Assignment: Print each entry exactly, all the way through.

╭─ Listed records

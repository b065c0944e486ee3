use anyhow::{bail, Context, Result};
use clap::Parser;
use std::fs;
use tracing::{info, warn};

use stashvision::cli::{Cli, Command, QueryArgs, RecipeArgs, ServerArgs, SourceArgs};
use stashvision::client::PoeClient;
use stashvision::config::Config;
use stashvision::ingest::{run_server, Ingestor};
use stashvision::logging;
use stashvision::recipe::{RecipeRegistry, RecipeScanner};
use stashvision::repository::{Database, IndicatifProgress, ItemFilter, ItemIndex, NoopProgress};
use stashvision::util::{format_positions, format_totals, RewardTotals};

#[tokio::main]
async fn main() -> Result<()> {
    let cli = Cli::parse();
    logging::init(cli.verbose, cli.log_file.as_deref())?;

    let mut config = Config::load(cli.config.as_deref())?;
    if let Some(index) = cli.index {
        config.index_path = Some(index);
    }

    match cli.command {
        Command::Query(args) => query(&config, &args).await,
        Command::Recipe(args) => recipe(&config, &args).await,
        Command::Ingest(args) => ingest(config, &args).await,
        Command::Server(args) => server(config, &args).await,
    }
}

async fn open_index(config: &Config) -> Result<Database> {
    let path = config.index_path()?;
    if let Some(parent) = path.parent() {
        fs::create_dir_all(parent)
            .with_context(|| format!("Could not create index directory {}", parent.display()))?;
    }
    info!(path = %path.display(), "using index");

    let path_str = path.to_str().context("Invalid index path encoding")?;
    let db = Database::new(path_str).await?;
    db.init_schema().await?;
    Ok(db)
}

async fn query(config: &Config, args: &QueryArgs) -> Result<()> {
    let filter: ItemFilter = args.query.parse().context("Invalid query string")?;
    let db = open_index(config).await?;
    let items = db.query(&filter, Some(args.limit)).await?;

    if args.positions {
        for item in &items {
            println!("{}", item.position());
        }
    } else if args.json {
        println!("{}", serde_json::to_string_pretty(&items)?);
    } else {
        println!("{} search results", items.len());
        for (i, item) in items.iter().enumerate() {
            println!("- {}: {}", i + 1, item.summary());
        }
    }
    Ok(())
}

async fn recipe(config: &Config, args: &RecipeArgs) -> Result<()> {
    let registry = RecipeRegistry::with_defaults();
    if args.list {
        for name in registry.names() {
            println!("{name}");
        }
        return Ok(());
    }

    let recipe = registry.create(&args.recipe_name)?;
    let db = open_index(config).await?;

    let target = match &args.target {
        Some(id) => match db.get_item(id).await? {
            Some(item) => Some(item),
            None => bail!("Target item {id} is not in the index"),
        },
        None => None,
    };

    let scanner = RecipeScanner::new(&db);
    let results = scanner
        .scan_index(recipe.as_ref(), target.as_ref(), args.tab_index, !args.first)
        .await?;

    if args.positions {
        print!("{}", format_positions(&results));
        return Ok(());
    }

    for (i, result) in results.iter().enumerate() {
        println!("set {}:", i + 1);
        for item in &result.items {
            println!("  {:<16} {}", item.class.name(), item.summary());
        }
    }
    let totals = RewardTotals::from_results(&results);
    println!("{} results, currency: {}, items: {}", results.len(), format_totals(&totals), totals.items);
    Ok(())
}

fn apply_source_args(config: &mut Config, args: &SourceArgs) {
    if let Some(account) = &args.account_name {
        config.account_name = Some(account.clone());
    }
    if let Some(league) = &args.league {
        config.league = league.clone();
    }
    if let Some(session) = &args.poe_session_id {
        config.session_id = Some(session.clone());
    }
    if let Some(tab) = args.tab_index {
        config.tab_index = tab;
    }
}

fn build_client(config: &Config) -> Result<PoeClient> {
    PoeClient::new(config.session_id()?, config.stash_location()?, config.rate_limiter())
}

async fn ingest(mut config: Config, args: &SourceArgs) -> Result<()> {
    apply_source_args(&mut config, args);
    let client = build_client(&config)?;
    let db = open_index(&config).await?;

    let ingestor = Ingestor::new(&client, &db, config.tab_index);
    let report = ingestor.ingest_tab(&IndicatifProgress).await?;
    println!(
        "tab {}: {} fetched, {} indexed, {} skipped",
        config.tab_index, report.fetched, report.indexed, report.skipped
    );
    Ok(())
}

async fn server(mut config: Config, args: &ServerArgs) -> Result<()> {
    apply_source_args(&mut config, &args.source);
    if let Some(interval) = args.interval {
        config.poll_interval_secs = interval;
    }
    let client = build_client(&config)?;
    let db = open_index(&config).await?;

    let ingestor = Ingestor::new(&client, &db, config.tab_index);
    let shutdown = async {
        if let Err(err) = tokio::signal::ctrl_c().await {
            warn!(error = %err, "cannot listen for ctrl-c");
            std::future::pending::<()>().await;
        }
    };
    run_server(&ingestor, config.poll_interval(), &NoopProgress, shutdown).await
}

╰─

Reply:
repository b065c0944e486ee3
use anyhow::{bail, Context, Result};
use clap::Parser;
use std::fs;
use tracing::{info, warn};

use stashvision::cli::{Cli, Command, QueryArgs, RecipeArgs, ServerArgs, SourceArgs};
use stashvision::client::PoeClient;
use stashvision::config::Config;
use stashvision::ingest::{run_server, Ingestor};
use stashvision::logging;
use stashvision::recipe::{RecipeRegistry, RecipeScanner};
use stashvision::repository::{Database, IndicatifProgress, ItemFilter, ItemIndex, NoopProgress};
use stashvision::util::{format_positions, format_totals, RewardTotals};

#[tokio::main]
async fn main() -> Result<()> {
    let cli = Cli::parse();
    logging::init(cli.verbose, cli.log_file.as_deref())?;

    let mut config = Config::load(cli.config.as_deref())?;
    if let Some(index) = cli.index {
        config.index_path = Some(index);
    }

    match cli.command {
        Command::Query(args) => query(&config, &args).await,
        Command::Recipe(args) => recipe(&config, &args).await,
        Command::Ingest(args) => ingest(config, &args).await,
        Command::Server(args) => server(config, &args).await,
    }
}

async fn open_index(config: &Config) -> Result<Database> {
    let path = config.index_path()?;
    if let Some(parent) = path.parent() {
        fs::create_dir_all(parent)
            .with_context(|| format!("Could not create index directory {}", parent.display()))?;
    }
    info!(path = %path.display(), "using index");

    let path_str = path.to_str().context("Invalid index path encoding")?;
    let db = Database::new(path_str).await?;
    db.init_schema().await?;
    Ok(db)
}

async fn query(config: &Config, args: &QueryArgs) -> Result<()> {
    let filter: ItemFilter = args.query.parse().context("Invalid query string")?;
    let db = open_index(config).await?;
    let items = db.query(&filter, Some(args.limit)).await?;

    if args.positions {
        for item in &items {
            println!("{}", item.position());
        }
    } else if args.json {
        println!("{}", serde_json::to_string_pretty(&items)?);
    } else {
        println!("{} search results", items.len());
        for (i, item) in items.iter().enumerate() {
            println!("- {}: {}", i + 1, item.summary());
        }
    }
    Ok(())
}

async fn recipe(config: &Config, args: &RecipeArgs) -> Result<()> {
    let registry = RecipeRegistry::with_defaults();
    if args.list {
        for name in registry.names() {
            println!("{name}");
        }
        return Ok(());
    }

    let recipe = registry.create(&args.recipe_name)?;
    let db = open_index(config).await?;

    let target = match &args.target {
        Some(id) => match db.get_item(id).await? {
            Some(item) => Some(item),
            None => bail!("Target item {id} is not in the index"),
        },
        None => None,
    };

    let scanner = RecipeScanner::new(&db);
    let results = scanner
        .scan_index(recipe.as_ref(), target.as_ref(), args.tab_index, !args.first)
        .await?;

    if args.positions {
        print!("{}", format_positions(&results));
        return Ok(());
    }

    for (i, result) in results.iter().enumerate() {
        println!("set {}:", i + 1);
        for item in &result.items {
            println!("  {:<16} {}", item.class.name(), item.summary());
        }
    }
    let totals = RewardTotals::from_results(&results);
    println!("{} results, currency: {}, items: {}", results.len(), format_totals(&totals), totals.items);
    Ok(())
}

fn apply_source_args(config: &mut Config, args: &SourceArgs) {
    if let Some(account) = &args.account_name {
        config.account_name = Some(account.clone());
    }
    if let Some(league) = &args.league {
        config.league = league.clone();
    }
    if let Some(session) = &args.poe_session_id {
        config.session_id = Some(session.clone());
    }
    if let Some(tab) = args.tab_index {
        config.tab_index = tab;
    }
}

fn build_client(config: &Config) -> Result<PoeClient> {
    PoeClient::new(config.session_id()?, config.stash_location()?, config.rate_limiter())
}

async fn ingest(mut config: Config, args: &SourceArgs) -> Result<()> {
    apply_source_args(&mut config, args);
    let client = build_client(&config)?;
    let db = open_index(&config).await?;

    let ingestor = Ingestor::new(&client, &db, config.tab_index);
    let report = ingestor.ingest_tab(&IndicatifProgress).await?;
    println!(
        "tab {}: {} fetched, {} indexed, {} skipped",
        config.tab_index, report.fetched, report.indexed, report.skipped
    );
    Ok(())
}

async fn server(mut config: Config, args: &ServerArgs) -> Result<()> {
    apply_source_args(&mut config, &args.source);
    if let Some(interval) = args.interval {
        config.poll_interval_secs = interval;
    }
    let client = build_client(&config)?;
    let db = open_index(&config).await?;

    let ingestor = Ingestor::new(&client, &db, config.tab_index);
    let shutdown = async {
        if let Err(err) = tokio::signal::ctrl_c().await {
            warn!(error = %err, "cannot listen for ctrl-c");
            std::future::pending::<()>().await;
        }
    };
    run_server(&ingestor, config.poll_interval(), &NoopProgress, shutdown).await
}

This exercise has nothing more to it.